_Brief:_ Return, word for word, the lines of the listing below from the one with "Display-name hint (magnet" through the one with "Cached status view.", and no other lines.

_Data for this task:_
=== Begin Enclosure ===
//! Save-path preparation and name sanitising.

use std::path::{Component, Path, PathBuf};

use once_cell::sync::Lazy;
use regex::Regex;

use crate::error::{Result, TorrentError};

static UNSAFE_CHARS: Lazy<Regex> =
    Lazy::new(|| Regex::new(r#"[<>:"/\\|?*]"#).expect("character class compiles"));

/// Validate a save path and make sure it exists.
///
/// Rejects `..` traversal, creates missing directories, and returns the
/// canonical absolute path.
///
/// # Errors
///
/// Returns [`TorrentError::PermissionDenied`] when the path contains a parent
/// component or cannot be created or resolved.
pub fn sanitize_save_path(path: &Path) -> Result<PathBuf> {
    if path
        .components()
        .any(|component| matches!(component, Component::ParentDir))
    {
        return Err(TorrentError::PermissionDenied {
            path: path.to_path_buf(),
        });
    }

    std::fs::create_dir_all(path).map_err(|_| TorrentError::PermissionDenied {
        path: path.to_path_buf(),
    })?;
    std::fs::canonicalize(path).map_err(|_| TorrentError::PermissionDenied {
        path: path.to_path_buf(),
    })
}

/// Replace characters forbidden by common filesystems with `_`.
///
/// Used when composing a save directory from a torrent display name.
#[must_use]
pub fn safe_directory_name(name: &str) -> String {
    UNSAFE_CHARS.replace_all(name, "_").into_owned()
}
=== End Enclosure ===
=== Begin Enclosure ===
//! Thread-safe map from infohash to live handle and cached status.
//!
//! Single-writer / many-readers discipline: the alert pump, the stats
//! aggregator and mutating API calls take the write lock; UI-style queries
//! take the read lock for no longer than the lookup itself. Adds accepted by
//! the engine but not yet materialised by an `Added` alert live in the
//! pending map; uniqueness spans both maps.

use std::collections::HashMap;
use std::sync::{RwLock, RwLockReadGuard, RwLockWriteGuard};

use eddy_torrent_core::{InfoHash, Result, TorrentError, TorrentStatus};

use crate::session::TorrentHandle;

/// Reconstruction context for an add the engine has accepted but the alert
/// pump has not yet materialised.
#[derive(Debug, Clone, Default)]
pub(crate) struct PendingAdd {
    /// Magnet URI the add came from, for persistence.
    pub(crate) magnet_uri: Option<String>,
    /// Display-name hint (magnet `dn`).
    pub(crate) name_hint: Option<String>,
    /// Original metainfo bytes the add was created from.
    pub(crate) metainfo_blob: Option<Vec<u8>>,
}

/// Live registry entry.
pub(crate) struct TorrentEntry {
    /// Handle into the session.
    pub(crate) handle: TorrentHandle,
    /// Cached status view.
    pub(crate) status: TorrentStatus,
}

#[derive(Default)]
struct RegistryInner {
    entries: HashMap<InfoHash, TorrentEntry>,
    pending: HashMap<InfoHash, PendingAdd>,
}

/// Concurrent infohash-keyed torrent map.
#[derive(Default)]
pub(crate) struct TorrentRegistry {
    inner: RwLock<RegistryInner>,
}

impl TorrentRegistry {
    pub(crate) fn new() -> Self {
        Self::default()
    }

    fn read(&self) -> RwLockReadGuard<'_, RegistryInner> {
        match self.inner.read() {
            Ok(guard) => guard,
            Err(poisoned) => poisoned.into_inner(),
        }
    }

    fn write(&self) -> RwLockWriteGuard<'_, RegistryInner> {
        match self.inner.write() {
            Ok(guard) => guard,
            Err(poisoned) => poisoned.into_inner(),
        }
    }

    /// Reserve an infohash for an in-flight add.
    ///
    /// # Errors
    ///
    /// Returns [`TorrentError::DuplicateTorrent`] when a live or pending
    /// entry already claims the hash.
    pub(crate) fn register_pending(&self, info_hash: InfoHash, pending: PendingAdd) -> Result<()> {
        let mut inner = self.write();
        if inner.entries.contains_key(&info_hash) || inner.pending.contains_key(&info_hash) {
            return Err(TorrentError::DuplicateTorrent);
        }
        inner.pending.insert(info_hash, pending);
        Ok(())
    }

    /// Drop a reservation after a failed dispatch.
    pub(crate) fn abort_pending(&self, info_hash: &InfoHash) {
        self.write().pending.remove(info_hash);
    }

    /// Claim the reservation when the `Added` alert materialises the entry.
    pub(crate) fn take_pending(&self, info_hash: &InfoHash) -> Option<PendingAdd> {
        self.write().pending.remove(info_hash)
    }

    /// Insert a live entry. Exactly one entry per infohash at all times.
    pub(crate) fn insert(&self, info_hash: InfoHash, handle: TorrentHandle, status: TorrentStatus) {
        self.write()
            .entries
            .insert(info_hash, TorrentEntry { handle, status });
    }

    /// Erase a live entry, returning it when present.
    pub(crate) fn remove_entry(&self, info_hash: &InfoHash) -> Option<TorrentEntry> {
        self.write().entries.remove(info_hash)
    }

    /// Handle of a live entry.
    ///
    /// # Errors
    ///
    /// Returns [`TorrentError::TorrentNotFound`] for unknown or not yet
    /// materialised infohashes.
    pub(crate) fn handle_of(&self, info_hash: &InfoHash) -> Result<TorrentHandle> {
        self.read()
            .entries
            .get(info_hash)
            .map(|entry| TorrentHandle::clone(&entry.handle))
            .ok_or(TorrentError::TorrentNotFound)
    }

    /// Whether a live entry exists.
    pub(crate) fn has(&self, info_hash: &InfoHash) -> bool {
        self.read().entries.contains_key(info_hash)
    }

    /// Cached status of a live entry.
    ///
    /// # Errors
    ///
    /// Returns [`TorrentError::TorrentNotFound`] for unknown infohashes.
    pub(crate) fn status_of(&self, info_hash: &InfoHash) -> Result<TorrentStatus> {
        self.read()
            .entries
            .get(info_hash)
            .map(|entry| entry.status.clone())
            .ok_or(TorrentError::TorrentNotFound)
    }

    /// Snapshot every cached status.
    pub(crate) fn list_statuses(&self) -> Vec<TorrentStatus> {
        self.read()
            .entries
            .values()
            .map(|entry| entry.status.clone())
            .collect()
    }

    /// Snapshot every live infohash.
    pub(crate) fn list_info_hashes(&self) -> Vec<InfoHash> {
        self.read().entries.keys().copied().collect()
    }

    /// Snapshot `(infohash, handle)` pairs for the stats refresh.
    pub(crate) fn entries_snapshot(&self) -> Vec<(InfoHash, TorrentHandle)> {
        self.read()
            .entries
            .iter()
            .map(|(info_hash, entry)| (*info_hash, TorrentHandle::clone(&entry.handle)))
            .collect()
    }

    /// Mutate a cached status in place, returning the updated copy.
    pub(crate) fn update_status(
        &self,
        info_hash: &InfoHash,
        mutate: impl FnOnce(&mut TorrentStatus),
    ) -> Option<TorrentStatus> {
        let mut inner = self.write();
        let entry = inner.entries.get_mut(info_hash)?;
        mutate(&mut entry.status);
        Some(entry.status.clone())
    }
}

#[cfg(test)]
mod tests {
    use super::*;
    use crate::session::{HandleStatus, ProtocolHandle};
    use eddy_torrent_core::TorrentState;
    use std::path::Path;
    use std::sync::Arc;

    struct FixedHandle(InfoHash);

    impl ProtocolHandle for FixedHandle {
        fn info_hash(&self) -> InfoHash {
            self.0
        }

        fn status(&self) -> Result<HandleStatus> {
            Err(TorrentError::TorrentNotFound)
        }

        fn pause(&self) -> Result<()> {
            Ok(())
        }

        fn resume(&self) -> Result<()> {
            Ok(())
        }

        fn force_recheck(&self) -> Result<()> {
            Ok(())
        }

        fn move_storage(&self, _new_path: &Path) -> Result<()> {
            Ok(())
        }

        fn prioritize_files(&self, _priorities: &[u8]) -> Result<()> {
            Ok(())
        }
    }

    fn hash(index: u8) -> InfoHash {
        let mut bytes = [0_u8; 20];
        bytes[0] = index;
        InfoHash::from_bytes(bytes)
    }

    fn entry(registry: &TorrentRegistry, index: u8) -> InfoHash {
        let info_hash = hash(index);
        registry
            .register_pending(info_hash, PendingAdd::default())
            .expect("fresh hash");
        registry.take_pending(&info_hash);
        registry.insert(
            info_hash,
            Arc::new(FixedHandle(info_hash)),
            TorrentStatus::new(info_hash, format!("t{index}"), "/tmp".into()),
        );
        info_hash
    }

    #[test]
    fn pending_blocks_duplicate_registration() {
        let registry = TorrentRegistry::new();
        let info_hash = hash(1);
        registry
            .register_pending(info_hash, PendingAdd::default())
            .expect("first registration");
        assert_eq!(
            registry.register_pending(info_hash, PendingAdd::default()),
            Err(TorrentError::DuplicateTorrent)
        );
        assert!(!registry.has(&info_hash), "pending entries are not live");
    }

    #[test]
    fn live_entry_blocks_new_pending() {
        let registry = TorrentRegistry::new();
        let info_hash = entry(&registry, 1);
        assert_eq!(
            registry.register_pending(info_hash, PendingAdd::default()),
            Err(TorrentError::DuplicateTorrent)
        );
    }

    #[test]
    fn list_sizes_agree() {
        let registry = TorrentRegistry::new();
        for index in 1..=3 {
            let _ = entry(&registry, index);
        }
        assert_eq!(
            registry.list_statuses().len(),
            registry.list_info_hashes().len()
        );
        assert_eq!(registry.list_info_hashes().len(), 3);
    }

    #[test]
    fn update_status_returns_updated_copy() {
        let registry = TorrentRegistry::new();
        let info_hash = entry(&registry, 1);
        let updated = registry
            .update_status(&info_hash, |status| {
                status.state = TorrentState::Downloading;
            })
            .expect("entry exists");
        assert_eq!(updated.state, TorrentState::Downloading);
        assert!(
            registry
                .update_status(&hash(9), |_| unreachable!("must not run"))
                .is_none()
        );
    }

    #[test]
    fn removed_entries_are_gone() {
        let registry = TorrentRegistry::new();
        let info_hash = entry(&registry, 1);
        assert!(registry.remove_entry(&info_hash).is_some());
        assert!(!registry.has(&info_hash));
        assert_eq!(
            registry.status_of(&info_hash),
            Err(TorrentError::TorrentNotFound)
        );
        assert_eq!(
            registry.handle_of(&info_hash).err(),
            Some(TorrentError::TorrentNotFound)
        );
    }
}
=== End Enclosure ===
_Exercise result:_
    /// Display-name hint (magnet `dn`).
    pub(crate) name_hint: Option<String>,
    /// Original metainfo bytes the add was created from.
    pub(crate) metainfo_blob: Option<Vec<u8>>,
}

/// Live registry entry.
pub(crate) struct TorrentEntry {
    /// Handle into the session.
    pub(crate) handle: TorrentHandle,
    /// Cached status view.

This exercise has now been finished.